# Battery can repop straps petition



## Nick-theCut (Mar 9, 2013)

Alright people, this is where we proclaim interest in our need for battery can straps.  Chime in, give quantity needed and price you would pay.
Mainly I want to show the general need for these to be repopped accurately.

I'll start:
I would buy 2-3 sets 
I would like to pay somewhere in the $15-$20 range each.

Don't be shy, this may help show demand and get this ball Rollin'


----------



## Gary Mc (Mar 9, 2013)

*3 sets up to $40 per set*



Nick-theCut said:


> Alright people, this is where we proclaim interest in our need for battery can straps.  Chime in, give quantity needed and price you would pay.
> Mainly I want to show the general need for these to be repopped accurately.
> 
> I'll start:
> ...




Agree on need to repop these.


----------



## MOTOmike (Mar 9, 2013)

*Battery Can Clamps*

I would buy 2 to 3 full sets (one set equaling two clamps).  
I would pay around $20/clamp (maybe a little more if it included a period correct bolt/nut/wingnut).

Mike


----------



## GiovanniLiCalsi (Mar 9, 2013)

One method is to cast these in stainless steel.
It is possible to cast 24 of these in one stucco ceramic casting mold.
The cost would be around $20.00 per clamp and the initial cost of around $150.00 for the wax model RTV mold.


----------



## Nick-theCut (Mar 9, 2013)

GiovanniLiCalsi said:


> One method is to cast these in stainless steel.
> It is possible to cast 24 of these in one stucco ceramic casting mold.
> The cost would be around $20.00 per clamp and the initial cost of around $150.00 for the wax model RTV mold.

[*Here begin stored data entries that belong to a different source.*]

#[cfg(test)]
mod tests {
    use super::*;
    use crate::config::ForgetConfig;
    use crate::embeddings::LexicalEmbeddings;
    use crate::forget::RecordState;

    fn engine() -> MemoryEngine {
        MemoryEngine::new(
            VectorStore::in_memory(),
            ForgetPolicy::in_memory(ForgetConfig::default()),
            Arc::new(LexicalEmbeddings::default()),
            EngineConfig::default(),
        )
    }

    fn turn(conv: &str, turn: u64, text: &str) -> MemoryRecord {
        MemoryRecord::builder(conv, turn, Speaker::User, text)
            .id(format!("{conv}-{turn}"))
            .pii_masked(true)
            .build()
            .unwrap()
    }

    #[test]
    fn test_mode_parsing() {
        assert_eq!("Hybrid".parse::<RetrievalMode>().unwrap(), RetrievalMode::Hybrid);
        assert_eq!("episodic".parse::<RetrievalMode>().unwrap(), RetrievalMode::Episodic);
        assert!("fuzzy".parse::<RetrievalMode>().is_err());
        assert_eq!(RetrievalMode::default(), RetrievalMode::Hybrid);
    }

    #[test]
    fn test_ingest_rejects_invalid_record() {
        let mut engine = engine();
        let mut record = turn("c1", 1, "hello");
        record.text = "  ".to_string();

        let err = engine.ingest(record).unwrap_err();
        assert!(err.is_validation());
        assert!(engine.is_empty());
        assert_eq!(engine.current_turn("c1"), None);
    }

    #[test]
    fn test_ingest_computes_vector_and_cursor() {
        let mut engine = engine();
        engine.ingest(turn("c1", 3, "first")).unwrap();
        engine.ingest(turn("c1", 1, "late arrival")).unwrap();

        assert_eq!(engine.current_turn("c1"), Some(3));
        assert_eq!(engine.store().vector("c1-3").map(<[f32]>::len), Some(64));
        assert_eq!(engine.policy().len(), 2);
    }

    #[test]
    fn test_episodic_order() {
        let mut engine = engine();
        for t in 1..=5 {
            engine.ingest(turn("c1", t, &format!("message number {t}"))).unwrap();
        }

        let turns: Vec<u64> = engine
            .retrieve_simple("c1", 3, RetrievalMode::Episodic, None)
            .iter()
            .map(|r| r.turn)
            .collect();
        assert_eq!(turns, vec![5, 4, 3]);
    }

    #[test]
    fn test_query_less_modes_fall_back_to_episodic() {
        let mut engine = engine();
        for t in 1..=4 {
            engine.ingest(turn("c1", t, &format!("line {t}"))).unwrap();
        }

        for mode in [RetrievalMode::Semantic, RetrievalMode::Hybrid] {
            let turns: Vec<u64> = engine
                .retrieve_simple("c1", 2, mode, Some("   "))
                .iter()
                .map(|r| r.turn)
                .collect();
            assert_eq!(turns, vec![4, 3]);
        }
    }

    #[test]
    fn test_unknown_conversation_is_empty() {
        let mut engine = engine();
        assert!(engine.retrieve(&RetrieveRequest::new("nobody").with_query("x")).is_empty());
        assert_eq!(engine.snapshot("nobody"), ConversationSnapshot {
            conversation_id: "nobody".into(),
            ..Default::default()
        });
    }

    #[test]
    fn test_semantic_prefers_matching_text() {
        let mut engine = MemoryEngine::new(
            VectorStore::in_memory(),
            ForgetPolicy::in_memory(ForgetConfig::default()),
            Arc::new(crate::embeddings::HashedEmbeddings::new(256)),
            EngineConfig::default(),
        );
        engine.ingest(turn("c1", 1, "we booked the train to Porto")).unwrap();
        engine.ingest(turn("c1", 2, "the cat knocked over a plant")).unwrap();

        let results =
            engine.retrieve_simple("c1", 1, RetrievalMode::Semantic, Some("train to Porto"));
        assert_eq!(results[0].id, "c1-1");
        assert!(results[0].embedding.is_none());
    }

    #[test]
    fn test_filters_apply() {
        let mut engine = engine();
        engine.ingest(turn("c1", 1, "user line")).unwrap();
        engine
            .ingest(
                MemoryRecord::builder("c1", 2, Speaker::Partner, "partner line")
                    .id("p")
                    .pii_masked(true)
                    .build()
                    .unwrap(),
            )
            .unwrap();

        let request = RetrieveRequest::new("c1")
            .with_mode(RetrievalMode::Episodic)
            .with_filters(RetrieveFilters {
                speaker: Some(Speaker::Partner),
                ..Default::default()
            });
        let results = engine.retrieve(&request);
        assert_eq!(results.len(), 1);
        assert_eq!(results[0].id, "p");
    }

    #[test]
    fn test_turn_recency_clamped() {
        let engine = engine();
        let near = turn("c1", 10, "x");
        let far = turn("c1", 1, "x");
        assert_eq!(engine.turn_recency(&near, 10), 1.0);
        assert_eq!(engine.turn_recency(&far, 1000), 0.2);

        let mut hinted = turn("c1", 1, "x");
        hinted.turn_distance = Some(0);
        assert_eq!(engine.turn_recency(&hinted, 1000), 1.0);
    }

    #[test]
    fn test_forget_keep_last_n_and_snapshot() {
        let mut engine = engine();
        for t in 1..=10 {
            engine.ingest(turn("c1", t, &format!("turn {t} text"))).unwrap();
        }

        let removed = engine.forget("c1", &ForgetRequest {
            keep_last_n: Some(5),
            ..Default::default()
        });
        assert_eq!(removed, 5);

        let snapshot = engine.snapshot("c1");
        assert_eq!(snapshot.total_turns, 5);
        assert_eq!(snapshot.current_turn, 10);
        assert_eq!(snapshot.distinct_speakers, 1);
        assert_eq!(engine.policy().state_of("c1-1", Utc::now()), Some(RecordState::Evicted));
    }

    #[test]
    fn test_emptied_conversation_drops_cursor() {
        let mut engine = engine();
        engine.ingest(turn("c1", 4, "only turn")).unwrap();
        engine.ingest(turn("c2", 1, "other chat")).unwrap();

        let request = ForgetRequest {
            keep_last_n: Some(0),
            ..Default::default()
        };
        assert_eq!(engine.forget("c1", &request), 1);

        assert_eq!(engine.current_turn("c1"), None);
        assert_eq!(engine.current_turn("c2"), Some(1));
        assert_eq!(engine.snapshot("c1").current_turn, 0);
        assert!(engine.retrieve_simple("c1", 5, RetrievalMode::Episodic, None).is_empty());
    }

    #[test]
    fn test_global_ceiling_on_ingest() {
        let config = ForgetConfig {
            global_ceiling: 3,
            ..Default::default()
        };
        let mut engine = MemoryEngine::new(
            VectorStore::in_memory(),
            ForgetPolicy::in_memory(config),
            Arc::new(LexicalEmbeddings::default()),
            EngineConfig::default(),
        );
        for t in 1..=5 {
            engine.ingest(turn("c1", t, &format!("entry {t}"))).unwrap();
        }
        assert!(engine.len() <= 3);
        assert!(engine.store().contains("c1-5"));
    }

    #[test]
    fn test_rank_dedups_and_strips_vectors() {
        let mut engine = engine();
        engine.ingest(turn("c1", 1, "we agreed to meet at the station")).unwrap();
        engine.ingest(turn("c1", 2, "We agreed to meet at the station!")).unwrap();
        engine.ingest(turn("c1", 3, "dinner was lovely")).unwrap();

        let ranked = engine.rank("c1", "meet at the station", 5, &[]);
        assert_eq!(ranked.len(), 2);
        assert!(ranked.iter().all(|s| s.vector.is_none()));
        assert!(ranked.iter().any(|s| s.record.id == "c1-3"));
    }
}
//! Term-frequency profile embedding

use super::EmbeddingProvider;
use crate::embeddings::l2_normalize;
use crate::text::{term_frequencies, tokenize};

/// Deterministic lexical placeholder embedding.
///
/// Slot `i` holds the relative frequency of the `i`-th most frequent term
/// (ties broken alphabetically); the vector is zero padded and L2-normalized.
#[derive(Debug, Clone)]
pub struct LexicalEmbeddings {
    dimension: usize,
}

impl LexicalEmbeddings {
    pub fn new(dimension: usize) -> Self {
        Self { dimension }
    }
}

impl Default for LexicalEmbeddings {
    fn default() -> Self {
        Self::new(64)
    }
}

impl EmbeddingProvider for LexicalEmbeddings {
    fn embed(&self, text: &str) -> Vec<f32> {
        let mut vector = vec![0.0f32; self.dimension];
        let tokens = tokenize(text);
        if tokens.is_empty() || self.dimension == 0 {
            return vector;
        }

        let total = tokens.len() as f32;
        let mut ranked: Vec<(&str, usize)> = term_frequencies(&tokens).into_iter().collect();
        // BTreeMap order is alphabetical, and the sort is stable
        ranked.sort_by(|a, b| b.1.cmp(&a.1));

        for (slot, (_, count)) in vector.iter_mut().zip(ranked.iter()) {
            *slot = *count as f32 / total;
        }

        l2_normalize(&mut vector);
        vector
    }

    fn dimension(&self) -> usize {
        self.dimension
    }

    fn name(&self) -> &'static str {
        "lexical"
    }
}
//! 骨骼节点
//!
//! BoneLink 只保存模型中不变的静态数据（名称、父子关系、标志、静止位置、附加 / 固定轴 / 本地轴 / IK 设置）。
//! 每帧计算结果存放在 `delta::BoneDelta` 中，模型在求值期间保持不可变。

use bitflags::bitflags;
use glam::{DMat3, DMat4, DQuat, DVec3};

// ============================================================================
// 骨骼标志
// ============================================================================

bitflags! {
    /// 骨骼标志位
    #[derive(Clone, Copy, Debug, Default, PartialEq, Eq)]
    pub struct BoneFlags: u32 {
        /// 可旋转
        const ROTATABLE = 1 << 0;
        /// 可移动
        const MOVABLE = 1 << 1;
        /// 是 IK 骨骼
        const IK = 1 << 2;
        /// 附加旋转
        const APPEND_ROTATE = 1 << 3;
        /// 附加平移
        const APPEND_TRANSLATE = 1 << 4;
        /// 附加变换使用本地（动画）值
        const APPEND_LOCAL = 1 << 5;
        /// 固定轴
        const FIXED_AXIS = 1 << 6;
        /// 本地轴
        const LOCAL_AXIS = 1 << 7;
        /// 物理后变形
        const DEFORM_AFTER_PHYSICS = 1 << 8;
    }
}

// ============================================================================
// IK 配置
// ============================================================================

/// IK 链接信息
#[derive(Clone, Debug, PartialEq)]
pub struct IkLink {
    /// 链接骨骼索引
    pub bone_index: i32,
    /// 是否有角度限制
    pub has_limits: bool,
    /// 角度下限 (弧度，欧拉角 x, y, z)
    pub limit_min: DVec3,
    /// 角度上限 (弧度)
    pub limit_max: DVec3,
}

impl IkLink {
    pub fn new(bone_index: i32) -> Self {
        Self {
            bone_index,
            has_limits: false,
            limit_min: DVec3::ZERO,
            limit_max: DVec3::ZERO,
        }
    }

    pub fn with_limits(mut self, min: DVec3, max: DVec3) -> Self {
        self.has_limits = true;
        self.limit_min = min;
        self.limit_max = max;
        self
    }

    /// 仅单轴有活动范围时返回该轴（0: X, 1: Y, 2: Z）
    pub fn single_axis(&self) -> Option<usize> {
        if !self.has_limits {
            return None;
        }
        let active = |i: usize| self.limit_min[i] != 0.0 || self.limit_max[i] != 0.0;
        match (active(0), active(1), active(2)) {
            (true, false, false) => Some(0),
            (false, true, false) => Some(1),
            (false, false, true) => Some(2),
            _ => None,
        }
    }
}

/// IK 配置（挂在 IK 骨骼上）
#[derive(Clone, Debug, PartialEq)]
pub struct IkConfig {
    /// 效应骨骼索引（要被拉到 IK 骨骼位置的骨骼，例如足首）
    pub target_bone: i32,
    /// 迭代次数
    pub iterations: u32,
    /// 单次迭代角度限制 (弧度)
    pub limit_angle: f64,
    /// IK 链接列表（靠近效应骨骼的在前）
    pub links: Vec<IkLink>,
}

// ============================================================================
// 附加变换配置
// ============================================================================

/// 附加变换（付与）配置
#[derive(Clone, Debug, Default, PartialEq)]
pub struct AppendConfig {
    /// 附加变换父骨骼索引
    pub parent: i32,
    /// 附加变换比率（可为负或大于 1）
    pub rate: f64,
}

// ============================================================================
// 骨骼节点
// ============================================================================

/// 骨骼节点（静态数据）
#[derive(Clone, Debug, PartialEq)]
pub struct BoneLink {
    /// 骨骼名称
    pub name: String,
    /// 骨骼索引（与在 BoneSet 中的位置一致）
    pub index: usize,
    /// 父骨骼索引 (-1 表示根骨骼)
    pub parent_index: i32,
    /// 变换层级（用于排序）
    pub layer: i32,
    /// 骨骼标志
    pub flags: BoneFlags,
    /// 静止位置（模型空间）
    pub position: DVec3,
    /// 附加变换
    pub append: Option<AppendConfig>,
    /// 固定轴方向
    pub fixed_axis: Option<DVec3>,
    /// 本地轴 (X, Z)
    pub local_axes: Option<(DVec3, DVec3)>,
    /// IK 配置
    pub ik: Option<IkConfig>,
}

impl BoneLink {
    /// 创建新骨骼
    pub fn new(name: impl Into<String>, index: usize, position: DVec3) -> Self {
        Self {
            name: name.into(),
            index,
            parent_index: -1,
            layer: 0,
            flags: BoneFlags::ROTATABLE,
            position,
            append: None,
            fixed_axis: None,
            local_axes: None,
            ik: None,
        }
    }

    pub fn with_parent(mut self, parent: i32) -> Self {
        self.parent_index = parent;
        self
    }

    pub fn with_layer(mut self, layer: i32) -> Self {
        self.layer = layer;
        self
    }

    pub fn with_flags(mut self, flags: BoneFlags) -> Self {
        self.flags |= flags;
        self
    }

    /// 设置附加变换
    pub fn with_append(mut self, parent: i32, rate: f64, rotate: bool, translate: bool) -> Self {
        self.append = Some(AppendConfig { parent, rate });
        self.flags.set(BoneFlags::APPEND_ROTATE, rotate);
        self.flags.set(BoneFlags::APPEND_TRANSLATE, translate);
        self
    }

    pub fn with_fixed_axis(mut self, axis: DVec3) -> Self {
        self.fixed_axis = Some(axis);
        self.flags.insert(BoneFlags::FIXED_AXIS);
        self
    }

    pub fn with_local_axes(mut self, x: DVec3, z: DVec3) -> Self {
        self.local_axes = Some((x, z));
        self.flags.insert(BoneFlags::LOCAL_AXIS);
        self
    }

    pub fn with_ik(mut self, ik: IkConfig) -> Self {
        self.ik = Some(ik);
        self.flags.insert(BoneFlags::IK);
        self
    }

    // ========================================
    // 访问器
    // ========================================

    /// 父骨骼索引
    #[inline]
    pub fn parent_id(&self) -> Option<usize> {
        if self.parent_index >= 0 {
            Some(self.parent_index as usize)
        } else {
            None
        }
    }

    /// 附加父骨骼索引
    #[inline]
    pub fn append_parent_id(&self) -> Option<usize> {
        self.append
            .as_ref()
            .filter(|a| a.parent >= 0)
            .map(|a| a.parent as usize)
    }

    #[inline]
    pub fn is_root(&self) -> bool {
        self.parent_index < 0
    }

    /// 逆绑定矩阵
    #[inline]
    pub fn offset_matrix(&self) -> DMat4 {
        DMat4::from_translation(-self.position)
    }

    /// 本地轴基底对应的旋转（X, Y = Z × X, Z = X × Y）
    pub fn local_axes_rotation(&self) -> Option<DQuat> {
        let (x, z) = self.local_axes?;
        let x = x.normalize_or_zero();
        let y = z.cross(x).normalize_or_zero();
        if x == DVec3::ZERO || y == DVec3::ZERO {
            return None;
        }
        let z = x.cross(y);
        Some(DQuat::from_mat3(&DMat3::from_cols(x, y, z)).normalize())
    }

    // ========================================
    // 标志检查方法
    // ========================================

    #[inline]
    pub fn is_ik(&self) -> bool {
        self.ik.is_some()
    }

    #[inline]
    pub fn is_append_rotate(&self) -> bool {
        self.flags.contains(BoneFlags::APPEND_ROTATE)
    }

    #[inline]
    pub fn is_append_translate(&self) -> bool {
        self.flags.contains(BoneFlags::APPEND_TRANSLATE)
    }

    #[inline]
    pub fn is_append_local(&self) -> bool {
        self.flags.contains(BoneFlags::APPEND_LOCAL)
    }

    #[inline]
    pub fn deform_after_physics(&self) -> bool {
        self.flags.contains(BoneFlags::DEFORM_AFTER_PHYSICS)
    }
}

#[cfg(test)]
mod tests {
    use super::*;

    #[test]
    fn test_local_axes_basis() {
        let bone = BoneLink::new("arm", 0, DVec3::ZERO)
            .with_local_axes(DVec3::new(1.0, -1.0, 0.0), DVec3::Z);
        let q = bone.local_axes_rotation().unwrap();
        let x = q * DVec3::X;
        let y = q * DVec3::Y;
        assert!((x - DVec3::new(1.0, -1.0, 0.0).normalize()).length() < 1e-12);
        assert!((y - DVec3::Z.cross(x)).length() < 1e-12);
    }

    #[test]
    fn test_single_axis_detection() {
        let knee = IkLink::new(1).with_limits(
            DVec3::new(-std::f64::consts::PI, 0.0, 0.0),
            DVec3::new(-0.008, 0.0, 0.0),
        );
        assert_eq!(knee.single_axis(), Some(0));
        assert_eq!(IkLink::new(2).single_axis(), None);
    }

    #[test]
    fn test_append_builder_flags() {
        let bone = BoneLink::new("twist", 3, DVec3::ZERO).with_append(2, 0.5, true, false);
        assert!(bone.is_append_rotate());
        assert!(!bone.is_append_translate());
        assert_eq!(bone.append_parent_id(), Some(2));
        assert_eq!(bone.offset_matrix(), DMat4::IDENTITY);
    }
}
//! Morph 变形系统
//!
//! Morph 定义（按偏移种类区分）与按帧累加的 MorphResolver。

mod resolver;

pub use resolver::MorphResolver;

use glam::{DQuat, DVec3, DVec4};

use crate::model::MaterialValues;

/// 顶点 Morph 偏移（位置 / 蒙皮后位置）
#[derive(Clone, Debug, PartialEq)]
pub struct VertexMorphOffset {
    pub vertex_index: i32,
    pub offset: DVec3,
}

/// UV Morph 偏移
#[derive(Clone, Debug, PartialEq)]
pub struct UvMorphOffset {
    pub vertex_index: i32,
    pub offset: DVec4,
}

/// 骨骼 Morph 偏移
#[derive(Clone, Debug, PartialEq)]
pub struct BoneMorphOffset {
    pub bone_index: i32,
    pub position: DVec3,
    pub local_position: DVec3,
    pub rotation: DQuat,
    pub local_rotation: DQuat,
    /// 缩放增量（0 表示不变）
    pub scale: DVec3,
    pub local_scale: DVec3,
}

impl BoneMorphOffset {
    pub fn new(bone_index: i32) -> Self {
        Self {
            bone_index,
            position: DVec3::ZERO,
            local_position: DVec3::ZERO,
            rotation: DQuat::IDENTITY,
            local_rotation: DQuat::IDENTITY,
            scale: DVec3::ZERO,
            local_scale: DVec3::ZERO,
        }
    }
}

/// 材质 Morph 运算
#[derive(Clone, Copy, Debug, PartialEq, Eq)]
pub enum MaterialOperation {
    Multiply,
    Add,
}

/// 材质 Morph 偏移（material_index == -1 表示全部材质）
#[derive(Clone, Debug, PartialEq)]
pub struct MaterialMorphOffset {
    pub material_index: i32,
    pub operation: MaterialOperation,
    pub values: MaterialValues,
}

/// 组 Morph 子项
#[derive(Clone, Debug, PartialEq)]
pub struct GroupMorphOffset {
    pub morph_index: i32,
    pub ratio: f64,
}

/// 各类 Morph 的偏移表
#[derive(Clone, Debug, PartialEq)]
pub enum MorphOffsets {
    Group(Vec<GroupMorphOffset>),
    Vertex(Vec<VertexMorphOffset>),
    /// 蒙皮后追加的顶点位移
    AfterVertex(Vec<VertexMorphOffset>),
    Uv(Vec<UvMorphOffset>),
    /// 追加 UV1
    Uv1(Vec<UvMorphOffset>),
    Bone(Vec<BoneMorphOffset>),
    Material(Vec<MaterialMorphOffset>),
}

/// Morph 定义
#[derive(Clone, Debug, PartialEq)]
pub struct Morph {
    pub name: String,
    pub offsets: MorphOffsets,
}

impl Morph {
    pub fn new(name: impl Into<String>, offsets: MorphOffsets) -> Self {
        Self {
            name: name.into(),
            offsets,
        }
    }
}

If we get enough interest, I would invest.  Maybe charge $25 a pair to slowly get my money back.  Someone's got to do it, may as well be me.  But, I need more takers.


----------



## bricycle (Mar 9, 2013)

I'd go $40 a pair if they were correct.   
My attempt with shelving braces....


----------



## GiovanniLiCalsi (Mar 9, 2013)

Another option is to roll-form the profile of the strap of 316L stainless steel and then die stamp the shape.


----------



## Nick-theCut (Mar 9, 2013)

bricycle said:


> I'd go $40 a pair if they were correct.
> My attempt with shelving braces....




Very creative Bri.  Your getting closer


----------



## bricycle (Mar 9, 2013)

Thanks Nick, bri.


----------



## Balloontyre (Mar 11, 2013)

Good idea, these seem to be in short supply. The og straps go $40 to $50 a pair, so keeping the cost at 20-30 would be reasonable.


----------



## josehuerta (Mar 12, 2013)

*Straps*

The drought could be over if we had these straps. The repop cans really are pretty good, and can be cut down as some have done to make the short version, only giveaway are the straps. I'm in for some if it happens. If you want repop straps, you may want to repop the original method of manufacture: most likely stamped parts, pay a machinist to cut the dies (where's Bud Poe) and stamp out a bunch. Sounds simple if you say it fast.


----------



## bricycle (Mar 12, 2013)

I know I saw a couple of the repop long tubes with the more correct clamps. Don't know who made them, but they ARE out there somewhere....


----------



## klunk! (Mar 12, 2013)

*They are out there...*

I bought a few pairs a year or so ago from joe rapoza.  I think he is on the CABE sometimes.  If not you could probably contact him thru eBay (id jrapozabikes).  He has Repop battery cans listed alot of times.  Can't remember but think it was $40 for 3 pairs, They are in primer so will need painted to finish, but they look pretty good.


----------



## Lraybike (Mar 12, 2013)

I'd have a set if they get done and help out the cause?  and yes, very crafty on your shelf brackets!  I'd be just fine with a set of those. L


----------



## bricycle (Mar 13, 2013)

Thanks Lray...


----------



## wspeid (Mar 13, 2013)

He's got a listing up currently for a battery tank.

http://www.ebay.com/itm/NEW-DELTA-P...044?pt=LH_DefaultDomain_0&hash=item35c56cab8c


----------



## bricycle (Mar 13, 2013)

but those aren't the more accurate straps.


----------



## Gary Mc (Mar 13, 2013)

wspeid said:


> He's got a listing up currently for a battery tank.
> 
> http://www.ebay.com/itm/NEW-DELTA-P...044?pt=LH_DefaultDomain_0&hash=item35c56cab8c




Yeah, I bought one of these from him & these have the straps we are trying to replace with more original looking ones.  I cut my canister to a single battery unit pretty easily and it looks totally realistic, just the straps don't.


----------



## Nick-theCut (Mar 28, 2013)

I thought the need was greater.  I'm counting (on this thread) roughly 4-7 pairs wanted...  No one else???


----------